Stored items
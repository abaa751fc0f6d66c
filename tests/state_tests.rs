//! Saved listing state across runs

use grade_finder::core::filter::{AverageBand, FilterSelection, Selection};
use grade_finder::core::sort::CourseSort;
use grade_finder::core::state::SessionState;
use std::fs;
use tempfile::TempDir;

fn sample() -> SessionState {
    SessionState {
        filters: FilterSelection {
            faculties: Selection::only(["Faculty of Arts".to_string()]),
            year_levels: Selection::only([300, 400]),
            averages: Selection::only([AverageBand::From85, AverageBand::From90]),
            credits: Selection::None,
            search: "phil".to_string(),
            ..FilterSelection::default()
        },
        sort: CourseSort::StudentsDesc,
    }
}

#[test]
fn test_save_then_load_restores_everything() {
    let dir = TempDir::new().unwrap();
    let path = dir.path().join("state").join("session.json");

    sample().save(&path).expect("Failed to save state");
    let restored = SessionState::load(&path).expect("state should load");

    assert_eq!(restored, sample());
    assert!(restored.filters.enrollments.is_all());
}

#[test]
fn test_missing_and_corrupt_files_load_as_none() {
    let dir = TempDir::new().unwrap();
    let path = dir.path().join("session.json");
    assert!(SessionState::load(&path).is_none());

    fs::write(&path, "{ not json").unwrap();
    assert!(SessionState::load(&path).is_none());
}

#[test]
fn test_partial_file_fills_defaults() {
    let dir = TempDir::new().unwrap();
    let path = dir.path().join("session.json");
    fs::write(&path, r#"{"sort": "average"}"#).unwrap();

    let state = SessionState::load(&path).unwrap();
    assert_eq!(state.sort, CourseSort::AverageDesc);
    assert_eq!(state.filters, FilterSelection::default());
}

#[test]
fn test_clear_is_idempotent() {
    let dir = TempDir::new().unwrap();
    let path = dir.path().join("session.json");
    sample().save(&path).unwrap();

    SessionState::clear(&path).unwrap();
    assert!(!path.exists());
    SessionState::clear(&path).unwrap();
}
//! CLI argument definitions for `GradeFinder`

use clap::{builder::BoolishValueParser, Args, Parser, Subcommand, ValueEnum};
use std::path::PathBuf;

use grade_finder::config::ConfigOverrides;
use grade_finder::core::filter::{AverageBand, EnrollmentBand, FilterSelection, Selection};
use grade_finder::core::models::{Campus, Session};
use grade_finder::core::render::table::PageSize;
use grade_finder::core::sort::{CourseSort, FacultySort, InstructorSort, OfferingSort};
use grade_finder::logger::Level;

/// CLI log level argument
///
/// Converts to lowercase strings for config storage and to
/// `logger::Level` for runtime use.
#[derive(Copy, Clone, Debug, ValueEnum, PartialEq, Eq)]
pub enum LogLevelArg {
    /// Error-level logging
    Error,
    /// Warning-level logging
    Warn,
    /// Info-level logging
    Info,
    /// Debug-level logging
    Debug,
}

impl From<LogLevelArg> for Level {
    fn from(arg: LogLevelArg) -> Self {
        match arg {
            LogLevelArg::Error => Self::Error,
            LogLevelArg::Warn => Self::Warn,
            LogLevelArg::Info => Self::Info,
            LogLevelArg::Debug => Self::Debug,
        }
    }
}

impl std::fmt::Display for LogLevelArg {
    fn fmt(&self, f: &mut std::fmt::Formatter<'_>) -> std::fmt::Result {
        let as_str = match self {
            Self::Error => "error",
            Self::Warn => "warn",
            Self::Info => "info",
            Self::Debug => "debug",
        };
        write!(f, "{as_str}")
    }
}

/// A filter dimension, for `--exclude-all`
#[derive(Copy, Clone, Debug, ValueEnum, PartialEq, Eq)]
pub enum Dimension {
    /// Faculty checkboxes
    Faculty,
    /// Year-level checkboxes
    Year,
    /// Average-band checkboxes
    Average,
    /// Enrollment-band checkboxes
    Enrollment,
    /// Credit checkboxes
    Credits,
}

/// Campus and session selection shared by the data commands
#[derive(Debug, Clone, Default, Args)]
pub struct ContextArgs {
    /// Campus (`v` or `o`); remembered as the new default when given
    #[arg(long, value_name = "CAMPUS")]
    pub campus: Option<Campus>,

    /// Academic session such as 2023W (defaults to the configured session)
    #[arg(long, value_name = "SESSION")]
    pub session: Option<Session>,
}

/// Filter checkboxes and search text
#[derive(Debug, Clone, Default, Args)]
pub struct FilterArgs {
    /// Free-text search over code, subject and name
    #[arg(short, long, value_name = "TEXT")]
    pub search: Option<String>,

    /// Only these faculties (repeatable)
    #[arg(long = "faculty", value_name = "NAME")]
    pub faculties: Vec<String>,

    /// Only these year levels, e.g. 100 (repeatable)
    #[arg(long = "year", value_name = "LEVEL")]
    pub years: Vec<u16>,

    /// Only these average bands by lower bound: 0, 60, 70, 80, 85, 90 (repeatable)
    #[arg(long = "average", value_name = "BAND")]
    pub averages: Vec<AverageBand>,

    /// Only these enrollment bands by lower bound: 0, 50, 100, 400, 800 (repeatable)
    #[arg(long = "enrollment", value_name = "BAND")]
    pub enrollments: Vec<EnrollmentBand>,

    /// Only these credit counts; 0 selects unknown credits (repeatable)
    #[arg(long = "credits", value_name = "N")]
    pub credits: Vec<u32>,

    /// Untick every box of a dimension so it matches nothing (repeatable)
    #[arg(long = "exclude-all", value_enum, value_name = "DIMENSION")]
    pub exclude_all: Vec<Dimension>,
}

/// The selection one dimension's flags describe, or `None` when the
/// dimension was not mentioned on the command line
fn given<T: Ord + Clone>(values: &[T], excluded: bool) -> Option<Selection<T>> {
    if !values.is_empty() {
        Some(Selection::only(values.iter().cloned()))
    } else if excluded {
        Some(Selection::None)
    } else {
        None
    }
}

impl FilterArgs {
    /// Whether any filter flag was given
    pub fn is_empty(&self) -> bool {
        self.search.is_none()
            && self.faculties.is_empty()
            && self.years.is_empty()
            && self.averages.is_empty()
            && self.enrollments.is_empty()
            && self.credits.is_empty()
            && self.exclude_all.is_empty()
    }

    fn excluded(&self, dimension: Dimension) -> bool {
        self.exclude_all.contains(&dimension)
    }

    /// Build the filter selection these flags describe
    pub fn to_selection(&self) -> FilterSelection {
        self.apply_to(FilterSelection::default())
    }

    /// Replace the dimensions mentioned on the command line, keeping the
    /// rest of `base`
    pub fn apply_to(&self, base: FilterSelection) -> FilterSelection {
        FilterSelection {
            faculties: given(&self.faculties, self.excluded(Dimension::Faculty))
                .unwrap_or(base.faculties),
            year_levels: given(&self.years, self.excluded(Dimension::Year))
                .unwrap_or(base.year_levels),
            averages: given(&self.averages, self.excluded(Dimension::Average))
                .unwrap_or(base.averages),
            enrollments: given(&self.enrollments, self.excluded(Dimension::Enrollment))
                .unwrap_or(base.enrollments),
            credits: given(&self.credits, self.excluded(Dimension::Credits))
                .unwrap_or(base.credits),
            search: self.search.clone().unwrap_or(base.search),
        }
    }
}

/// Instructor filter flags: the dimensions that apply to instructors
#[derive(Debug, Clone, Default, Args)]
pub struct InstructorFilterArgs {
    /// Search instructor names
    #[arg(short, long, value_name = "TEXT")]
    pub search: Option<String>,

    /// Only instructors listed under these faculties (repeatable)
    #[arg(long = "faculty", value_name = "NAME")]
    pub faculties: Vec<String>,

    /// Only instructors teaching a course at these year levels (repeatable)
    #[arg(long = "year", value_name = "LEVEL")]
    pub years: Vec<u16>,

    /// Only these overall-average bands by lower bound: 0, 60, 70, 80, 85, 90 (repeatable)
    #[arg(long = "average", value_name = "BAND")]
    pub averages: Vec<AverageBand>,

    /// Untick every box of a dimension so it matches nothing: faculty, year or average (repeatable)
    #[arg(long = "exclude-all", value_enum, value_name = "DIMENSION")]
    pub exclude_all: Vec<Dimension>,
}

impl InstructorFilterArgs {
    /// Build the instructor filter selection these flags describe
    pub fn to_selection(&self) -> FilterSelection {
        FilterArgs {
            search: self.search.clone(),
            faculties: self.faculties.clone(),
            years: self.years.clone(),
            averages: self.averages.clone(),
            exclude_all: self
                .exclude_all
                .iter()
                .copied()
                .filter(|d| matches!(d, Dimension::Faculty | Dimension::Year | Dimension::Average))
                .collect(),
            ..FilterArgs::default()
        }
        .to_selection()
    }
}

#[derive(Debug, Subcommand)]
pub enum ConfigSubcommand {
    /// Display configuration values.
    ///
    /// If a KEY is provided, displays only that configuration value.
    /// If no KEY is provided, displays all configuration values.
    Get {
        /// Optional configuration key to display (e.g., `theme`, `data_root`, `site_dir`)
        #[arg(value_name = "KEY")]
        key: Option<String>,
    },
    /// Set a configuration value.
    Set {
        /// Configuration key to set
        #[arg(value_name = "KEY")]
        key: String,
        /// Value to set
        #[arg(value_name = "VALUE")]
        value: String,
    },
    /// Unset a configuration value.
    Unset {
        /// Configuration key to unset
        #[arg(value_name = "KEY")]
        key: String,
    },
    /// Reset configuration to defaults (requires confirmation).
    Reset,
}

#[derive(Debug, Subcommand)]
pub enum Command {
    /// Manage configuration.
    ///
    /// If no subcommand is provided, displays all configuration values.
    Config {
        #[command(subcommand)]
        subcommand: Option<ConfigSubcommand>,
    },
    /// Filter, sort and paginate the course table.
    ///
    /// Writes every page of the result to the site directory and remembers
    /// the filters for `--resume`.
    Courses {
        #[command(flatten)]
        context: ContextArgs,

        #[command(flatten)]
        filters: FilterArgs,

        /// Sort key: code, average, average-asc, students, students-asc, name
        #[arg(long, value_name = "KEY")]
        sort: Option<CourseSort>,

        /// Rows per page: 50, 100, 1000 or all
        #[arg(long, value_name = "N", default_value = "50")]
        page_size: PageSize,

        /// Start from the filters and sort key saved by the previous run
        #[arg(long)]
        resume: bool,
    },
    /// Render one course's detail page.
    Course {
        /// Course code, e.g. "CPSC 110"
        #[arg(value_name = "CODE", required_unless_present = "link")]
        code: Option<String>,

        /// Deep link query string (`code=…&campus=…&session=…`)
        #[arg(long, value_name = "QUERY", conflicts_with = "code")]
        link: Option<String>,

        #[command(flatten)]
        context: ContextArgs,

        /// Show this instructor's offering in the grades view
        #[arg(long, value_name = "NAME")]
        instructor: Option<String>,

        /// Instructor order: average-desc, average-asc, name-asc, name-desc
        #[arg(long, value_name = "KEY", default_value = "average-desc")]
        sort: OfferingSort,
    },
    /// Summary statistics for a campus and session.
    Insights {
        #[command(flatten)]
        context: ContextArgs,

        /// Faculty table order: students-desc, courses-desc, courses-asc, average-desc, average-asc
        #[arg(long, value_name = "KEY", default_value = "students-desc")]
        faculty_sort: FacultySort,
    },
    /// Filter, sort and paginate the instructor table.
    Professors {
        #[command(flatten)]
        context: ContextArgs,

        #[command(flatten)]
        filters: InstructorFilterArgs,

        /// Sort key: name, name-desc, average, average-asc, courses, courses-asc, students, students-asc
        #[arg(long, value_name = "KEY", default_value = "name")]
        sort: InstructorSort,

        /// Rows per page: 50, 100, 1000 or all
        #[arg(long, value_name = "N", default_value = "50")]
        page_size: PageSize,
    },
    /// Filter and paginate the program table.
    Programs {
        /// Campus (`v` or `o`); remembered as the new default when given
        #[arg(long, value_name = "CAMPUS")]
        campus: Option<Campus>,

        /// Search program names
        #[arg(short, long, value_name = "TEXT")]
        search: Option<String>,

        /// Only these faculties (repeatable)
        #[arg(long = "faculty", value_name = "NAME")]
        faculties: Vec<String>,

        /// Rows per page: 50, 100, 1000 or all
        #[arg(long, value_name = "N", default_value = "50")]
        page_size: PageSize,
    },
    /// Look up a subject code.
    Subjects {
        /// Subject code to look up, e.g. CPSC
        #[arg(value_name = "CODE")]
        query: String,

        /// Campus (`v` or `o`)
        #[arg(long, value_name = "CAMPUS")]
        campus: Option<Campus>,
    },
    /// Forget the saved filters and sort key.
    Reset,
}

#[derive(Parser, Debug)]
#[command(
    name = "gradefinder",
    about = "Explore course grade distributions and publish them as static pages",
    version = env!("CARGO_PKG_VERSION")
)]
pub struct Cli {
    /// Set the runtime log level (error|warn|info|debug). Falls back to config if omitted.
    #[arg(long, value_enum)]
    pub log_level: Option<LogLevelArg>,

    /// Enable verbose output (runtime only)
    #[arg(short = 'v', long = "verbose")]
    pub verbose: bool,

    /// Enable debug-level logging and runtime debug flag (shorthand)
    #[arg(long = "debug")]
    pub debug_flag: bool,

    /// Write runtime logs to a file
    #[arg(long, value_name = "PATH")]
    pub log_file: Option<PathBuf>,

    // --- Config overrides ---
    /// Override config logging level
    #[arg(long = "config-level", value_enum)]
    pub config_level: Option<LogLevelArg>,

    /// Override config verbose flag (true/false)
    #[arg(long = "config-verbose", value_parser = BoolishValueParser::new())]
    pub config_verbose: Option<bool>,

    /// Dataset directory or http(s) base URL
    #[arg(long = "data-root", value_name = "DIR|URL")]
    pub data_root: Option<String>,

    /// HTTP timeout in seconds (0 disables it)
    #[arg(long = "timeout", value_name = "SECS")]
    pub timeout: Option<u64>,

    /// Page theme for this run (light|dark)
    #[arg(long = "theme", value_name = "THEME")]
    pub theme: Option<String>,

    /// Directory generated pages are written to
    #[arg(long = "site-dir", value_name = "DIR")]
    pub site_dir: Option<PathBuf>,

    /// Subcommand to execute.
    /// A subcommand is required to run the CLI.
    #[command(subcommand)]
    pub command: Command,
}

impl Cli {
    /// Convert CLI flags into config overrides
    ///
    /// `None` means no override. Nothing here is written back to the config
    /// file.
    pub fn to_config_overrides(&self) -> ConfigOverrides {
        ConfigOverrides {
            level: self.config_level.map(|lvl| lvl.to_string()),
            file: None,
            verbose: self.config_verbose,
            data_root: self.data_root.clone(),
            timeout_secs: self.timeout,
            theme: self.theme.clone(),
            site_dir: self
                .site_dir
                .as_ref()
                .map(|p| p.to_string_lossy().to_string()),
        }
    }
}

**Work request**
Write out again, exactly, the lines from the start of the entries up to and including the one with "use tempfile::TempDir;". Nothing else belongs in the reply.

**Your solution**
repository abaa751fc0f6d66c
filename tests/state_tests.rs
//! Saved listing state across runs

use grade_finder::core::filter::{AverageBand, FilterSelection, Selection};
use grade_finder::core::sort::CourseSort;
use grade_finder::core::state::SessionState;
use std::fs;
use tempfile::TempDir;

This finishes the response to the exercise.